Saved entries
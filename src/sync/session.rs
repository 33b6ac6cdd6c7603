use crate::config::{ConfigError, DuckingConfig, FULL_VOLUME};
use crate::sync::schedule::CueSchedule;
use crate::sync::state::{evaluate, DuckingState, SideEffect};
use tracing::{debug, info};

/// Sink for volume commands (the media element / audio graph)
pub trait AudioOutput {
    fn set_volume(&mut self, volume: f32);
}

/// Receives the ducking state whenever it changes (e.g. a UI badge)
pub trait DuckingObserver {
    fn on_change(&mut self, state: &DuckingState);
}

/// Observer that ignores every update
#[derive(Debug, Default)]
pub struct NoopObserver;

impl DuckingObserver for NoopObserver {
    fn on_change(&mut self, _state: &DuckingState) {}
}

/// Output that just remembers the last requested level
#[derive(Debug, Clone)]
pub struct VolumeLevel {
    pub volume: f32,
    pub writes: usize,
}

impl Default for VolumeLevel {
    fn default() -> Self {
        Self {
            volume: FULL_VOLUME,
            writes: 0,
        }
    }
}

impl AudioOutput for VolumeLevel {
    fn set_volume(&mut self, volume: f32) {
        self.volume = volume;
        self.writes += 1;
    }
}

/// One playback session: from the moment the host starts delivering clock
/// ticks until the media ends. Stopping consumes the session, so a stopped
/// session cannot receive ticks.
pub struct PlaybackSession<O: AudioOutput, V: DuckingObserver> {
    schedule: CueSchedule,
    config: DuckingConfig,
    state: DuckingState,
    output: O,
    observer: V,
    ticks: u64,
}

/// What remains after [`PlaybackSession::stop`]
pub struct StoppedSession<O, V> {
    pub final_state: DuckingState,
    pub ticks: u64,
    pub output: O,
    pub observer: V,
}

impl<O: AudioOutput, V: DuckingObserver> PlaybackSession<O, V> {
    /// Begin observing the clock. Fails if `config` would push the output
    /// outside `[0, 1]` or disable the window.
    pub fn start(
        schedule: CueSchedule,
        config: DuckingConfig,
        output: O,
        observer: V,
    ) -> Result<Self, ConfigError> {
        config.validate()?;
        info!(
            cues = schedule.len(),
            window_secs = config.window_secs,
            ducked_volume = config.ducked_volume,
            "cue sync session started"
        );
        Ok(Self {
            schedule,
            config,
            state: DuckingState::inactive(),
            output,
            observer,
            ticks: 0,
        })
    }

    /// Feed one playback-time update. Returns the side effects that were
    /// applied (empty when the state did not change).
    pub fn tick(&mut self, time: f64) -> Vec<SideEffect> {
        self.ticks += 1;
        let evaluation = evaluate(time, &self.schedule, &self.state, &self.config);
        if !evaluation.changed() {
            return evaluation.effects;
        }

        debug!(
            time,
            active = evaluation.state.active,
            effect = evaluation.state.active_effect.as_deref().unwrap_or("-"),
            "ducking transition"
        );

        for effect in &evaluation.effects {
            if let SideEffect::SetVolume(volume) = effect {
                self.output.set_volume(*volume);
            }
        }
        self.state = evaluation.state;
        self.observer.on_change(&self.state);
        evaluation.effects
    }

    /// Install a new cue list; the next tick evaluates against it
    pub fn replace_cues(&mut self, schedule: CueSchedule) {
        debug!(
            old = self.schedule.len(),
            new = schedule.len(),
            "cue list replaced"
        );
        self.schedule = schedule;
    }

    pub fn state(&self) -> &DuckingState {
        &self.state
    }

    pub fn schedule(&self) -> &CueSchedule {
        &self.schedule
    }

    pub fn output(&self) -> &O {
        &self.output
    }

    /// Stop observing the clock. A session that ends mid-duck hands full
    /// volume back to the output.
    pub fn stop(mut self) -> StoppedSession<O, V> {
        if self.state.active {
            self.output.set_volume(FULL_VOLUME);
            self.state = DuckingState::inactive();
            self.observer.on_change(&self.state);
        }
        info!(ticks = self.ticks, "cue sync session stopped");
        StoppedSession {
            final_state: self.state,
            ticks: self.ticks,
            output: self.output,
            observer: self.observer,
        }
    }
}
---
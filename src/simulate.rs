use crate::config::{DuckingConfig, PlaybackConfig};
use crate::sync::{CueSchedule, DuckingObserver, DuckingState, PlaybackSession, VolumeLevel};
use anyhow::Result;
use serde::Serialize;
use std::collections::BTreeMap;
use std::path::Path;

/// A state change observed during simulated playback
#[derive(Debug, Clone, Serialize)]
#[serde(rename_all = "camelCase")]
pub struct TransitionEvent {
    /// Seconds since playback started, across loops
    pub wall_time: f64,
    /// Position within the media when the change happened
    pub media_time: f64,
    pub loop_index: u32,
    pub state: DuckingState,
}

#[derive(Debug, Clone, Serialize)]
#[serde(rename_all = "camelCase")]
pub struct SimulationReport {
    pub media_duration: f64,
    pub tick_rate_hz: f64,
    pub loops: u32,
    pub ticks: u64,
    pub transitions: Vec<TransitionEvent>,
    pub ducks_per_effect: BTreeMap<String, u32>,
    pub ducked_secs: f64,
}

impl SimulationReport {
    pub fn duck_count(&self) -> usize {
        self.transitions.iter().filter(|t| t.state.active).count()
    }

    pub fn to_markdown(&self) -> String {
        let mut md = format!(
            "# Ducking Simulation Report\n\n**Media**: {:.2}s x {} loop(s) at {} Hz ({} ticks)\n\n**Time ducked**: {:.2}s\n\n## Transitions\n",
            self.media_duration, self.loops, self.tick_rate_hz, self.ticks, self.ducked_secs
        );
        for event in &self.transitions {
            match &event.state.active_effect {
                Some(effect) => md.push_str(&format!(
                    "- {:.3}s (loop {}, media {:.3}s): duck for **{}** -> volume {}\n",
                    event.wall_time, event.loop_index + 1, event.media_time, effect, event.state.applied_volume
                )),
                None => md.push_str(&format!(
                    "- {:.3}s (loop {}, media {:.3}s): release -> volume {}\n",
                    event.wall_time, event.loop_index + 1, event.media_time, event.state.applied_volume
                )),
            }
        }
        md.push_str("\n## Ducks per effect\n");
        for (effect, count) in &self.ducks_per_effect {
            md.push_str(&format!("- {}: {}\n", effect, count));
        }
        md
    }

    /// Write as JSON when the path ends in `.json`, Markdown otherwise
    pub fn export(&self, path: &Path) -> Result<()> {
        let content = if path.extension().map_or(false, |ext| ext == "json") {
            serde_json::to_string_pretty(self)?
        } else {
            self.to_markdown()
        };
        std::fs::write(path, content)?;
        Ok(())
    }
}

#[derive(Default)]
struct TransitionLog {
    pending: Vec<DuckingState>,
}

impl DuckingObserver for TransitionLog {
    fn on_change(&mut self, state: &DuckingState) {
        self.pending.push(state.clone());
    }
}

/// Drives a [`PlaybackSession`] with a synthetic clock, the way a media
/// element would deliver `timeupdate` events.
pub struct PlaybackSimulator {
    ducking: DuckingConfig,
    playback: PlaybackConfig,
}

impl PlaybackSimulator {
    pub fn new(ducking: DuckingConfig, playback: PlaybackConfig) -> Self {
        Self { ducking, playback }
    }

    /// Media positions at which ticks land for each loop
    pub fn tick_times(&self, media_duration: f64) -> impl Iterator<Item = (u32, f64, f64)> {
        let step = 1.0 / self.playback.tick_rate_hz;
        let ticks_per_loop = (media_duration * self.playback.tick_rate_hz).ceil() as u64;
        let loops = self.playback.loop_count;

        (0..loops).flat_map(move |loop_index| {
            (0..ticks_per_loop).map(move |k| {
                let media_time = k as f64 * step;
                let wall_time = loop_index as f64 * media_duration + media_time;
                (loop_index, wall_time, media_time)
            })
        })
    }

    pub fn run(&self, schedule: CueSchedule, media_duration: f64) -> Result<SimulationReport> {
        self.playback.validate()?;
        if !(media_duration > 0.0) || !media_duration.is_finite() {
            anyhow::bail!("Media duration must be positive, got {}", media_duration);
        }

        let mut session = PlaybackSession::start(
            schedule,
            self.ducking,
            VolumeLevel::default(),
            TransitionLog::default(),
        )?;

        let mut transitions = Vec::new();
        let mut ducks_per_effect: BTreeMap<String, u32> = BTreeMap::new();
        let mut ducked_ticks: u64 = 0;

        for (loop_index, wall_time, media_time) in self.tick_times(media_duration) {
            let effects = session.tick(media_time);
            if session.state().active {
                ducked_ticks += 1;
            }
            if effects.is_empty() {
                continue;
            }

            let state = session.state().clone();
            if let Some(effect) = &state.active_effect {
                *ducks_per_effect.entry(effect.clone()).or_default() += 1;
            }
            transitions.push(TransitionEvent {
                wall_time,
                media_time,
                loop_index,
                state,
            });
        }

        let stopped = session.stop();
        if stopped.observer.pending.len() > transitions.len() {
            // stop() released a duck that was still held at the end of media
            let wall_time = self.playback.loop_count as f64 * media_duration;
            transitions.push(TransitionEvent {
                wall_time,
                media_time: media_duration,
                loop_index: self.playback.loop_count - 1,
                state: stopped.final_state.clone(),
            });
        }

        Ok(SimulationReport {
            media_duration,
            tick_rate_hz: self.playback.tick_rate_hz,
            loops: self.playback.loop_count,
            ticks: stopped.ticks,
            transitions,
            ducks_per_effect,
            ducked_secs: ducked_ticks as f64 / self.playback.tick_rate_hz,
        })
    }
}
...
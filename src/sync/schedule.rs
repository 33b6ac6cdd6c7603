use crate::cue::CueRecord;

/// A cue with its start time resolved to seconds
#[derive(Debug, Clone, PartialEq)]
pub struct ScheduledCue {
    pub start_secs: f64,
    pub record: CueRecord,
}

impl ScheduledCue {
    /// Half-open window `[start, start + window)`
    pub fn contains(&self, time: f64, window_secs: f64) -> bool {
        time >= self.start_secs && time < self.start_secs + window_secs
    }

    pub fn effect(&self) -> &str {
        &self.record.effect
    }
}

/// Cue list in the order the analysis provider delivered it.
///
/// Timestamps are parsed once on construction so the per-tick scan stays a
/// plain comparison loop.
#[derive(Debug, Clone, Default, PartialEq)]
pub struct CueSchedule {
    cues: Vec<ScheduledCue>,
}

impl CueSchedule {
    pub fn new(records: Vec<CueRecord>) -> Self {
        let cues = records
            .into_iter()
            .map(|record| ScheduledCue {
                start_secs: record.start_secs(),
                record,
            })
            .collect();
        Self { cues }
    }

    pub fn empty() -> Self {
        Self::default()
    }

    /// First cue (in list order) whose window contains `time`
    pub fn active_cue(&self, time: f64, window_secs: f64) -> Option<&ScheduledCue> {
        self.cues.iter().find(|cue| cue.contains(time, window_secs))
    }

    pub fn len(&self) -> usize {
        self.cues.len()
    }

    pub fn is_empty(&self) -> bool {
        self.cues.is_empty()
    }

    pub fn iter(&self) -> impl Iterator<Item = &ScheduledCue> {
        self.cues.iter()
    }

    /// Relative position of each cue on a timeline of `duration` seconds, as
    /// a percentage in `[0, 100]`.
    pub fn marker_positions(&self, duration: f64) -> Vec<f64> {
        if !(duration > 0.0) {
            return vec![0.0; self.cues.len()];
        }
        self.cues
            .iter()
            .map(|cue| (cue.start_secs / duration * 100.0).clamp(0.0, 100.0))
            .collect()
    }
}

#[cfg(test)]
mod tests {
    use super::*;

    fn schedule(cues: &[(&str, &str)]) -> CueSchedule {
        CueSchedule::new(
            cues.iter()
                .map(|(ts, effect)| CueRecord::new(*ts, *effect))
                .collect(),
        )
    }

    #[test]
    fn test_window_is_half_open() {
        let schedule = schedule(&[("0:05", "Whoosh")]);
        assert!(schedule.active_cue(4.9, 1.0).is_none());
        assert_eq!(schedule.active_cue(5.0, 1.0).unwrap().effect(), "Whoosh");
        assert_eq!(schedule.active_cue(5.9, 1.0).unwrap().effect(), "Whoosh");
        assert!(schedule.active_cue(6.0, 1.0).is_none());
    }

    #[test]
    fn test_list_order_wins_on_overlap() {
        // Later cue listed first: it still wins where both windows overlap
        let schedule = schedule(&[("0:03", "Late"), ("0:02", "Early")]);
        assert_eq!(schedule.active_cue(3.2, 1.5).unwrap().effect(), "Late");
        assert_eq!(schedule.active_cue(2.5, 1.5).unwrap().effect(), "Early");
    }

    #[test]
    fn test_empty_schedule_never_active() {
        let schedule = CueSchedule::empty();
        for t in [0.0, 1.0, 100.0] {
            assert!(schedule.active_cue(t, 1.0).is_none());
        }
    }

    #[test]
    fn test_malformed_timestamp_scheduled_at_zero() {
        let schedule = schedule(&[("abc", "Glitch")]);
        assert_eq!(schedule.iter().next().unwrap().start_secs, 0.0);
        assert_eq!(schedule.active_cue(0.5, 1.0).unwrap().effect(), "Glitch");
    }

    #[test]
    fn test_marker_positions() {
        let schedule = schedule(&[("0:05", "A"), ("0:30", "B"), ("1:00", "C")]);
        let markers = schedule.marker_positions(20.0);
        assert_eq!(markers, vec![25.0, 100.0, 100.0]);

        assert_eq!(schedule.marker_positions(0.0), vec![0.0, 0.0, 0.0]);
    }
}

Your instructions: Where does the string "evaluation" appear in the records? Copy every line that holds it.

Result:
        let evaluation = evaluate(time, &self.schedule, &self.state, &self.config);
        if !evaluation.changed() {
            return evaluation.effects;
            active = evaluation.state.active,
            effect = evaluation.state.active_effect.as_deref().unwrap_or("-"),
        for effect in &evaluation.effects {
        self.state = evaluation.state;
        evaluation.effects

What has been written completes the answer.